A pair of East Bay energy research projects will get almost $3.6 million from the Advanced Research Projects Agency-Energy (ARPA-E), the U.S. Department of Energy announced today.
These two were among 11 California-based projects selected to receive $22 million, in turn part $92 million offered to 43 projects nationwide under the American Recovery and Reinvestment Act economic stimulus.
“These innovative ideas will play a critical role in our energy security and economic growth,” U.S. Secretary of Energy Steven Chu said in a news release. “It is now more important than ever to invest in a new, clean energy economy.”
Lawrence Berkeley National Laboratory is getting $1,592,730 to develop a new flow-battery system for energy storage on the electric grid. Flow batteries pump reactive chemicals through the battery cell when electricity is needed; this project’s battery will use hydrogen and bromine as its active materials. Flow batteries have existed for decades, but have been plagued by high costs, short lifetimes, and safety concerns; LBNL hopes to refine the model.
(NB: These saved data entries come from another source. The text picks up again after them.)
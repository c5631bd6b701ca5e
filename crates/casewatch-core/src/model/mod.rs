pub mod artifact;
pub mod change;
pub mod record;
pub mod snapshot;

pub use artifact::{ArtifactBlob, ArtifactEntry};
pub use change::{ChangeEvent, ChangeKind};
pub use record::{RawRecord, Record, SkipReason};
pub use snapshot::{CanonicalState, Snapshot};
And Primus Power of Alameda is receiving $2 million to develop new durable, inexpensive metal electrodes for flow batteries, which are often limited by their electrodes’ high cost and poor durability. Primus hopes to leverage processes developed for other chemical industries to develop novel, low-cost metallic flow battery electrodes, aiming for a five-fold decrease in costs and a doubling of the energy storage system’s power density.
“The country that leads the way in clean energy is the country that is going to lead the world,” U.S. Sen. Barbara Boxer, D-Calif., said in the Energy Department’s news release. “California is already emerging as a hub of the clean energy industry and the grants announced today will move us further in that direction.”
Rep. Pete Stark, D-Fremont, in whose district Primus Power lies, issued his own statement saying “the Recovery Act continues to pay dividends for our community. This money will fund the development of energy storage units that can make our power grid more efficient and are better suited to use power generated from renewable sources. This is more proof that the East Bay is a hub for green manufacturing jobs.”
The Energy Department had announced in November that Primus Power was getting $14 million for a wind energy “farm” that will store energy for the Modesto Irrigation District, replacing a planned fossil fuel plant; that project’s total cost is $46.7 million.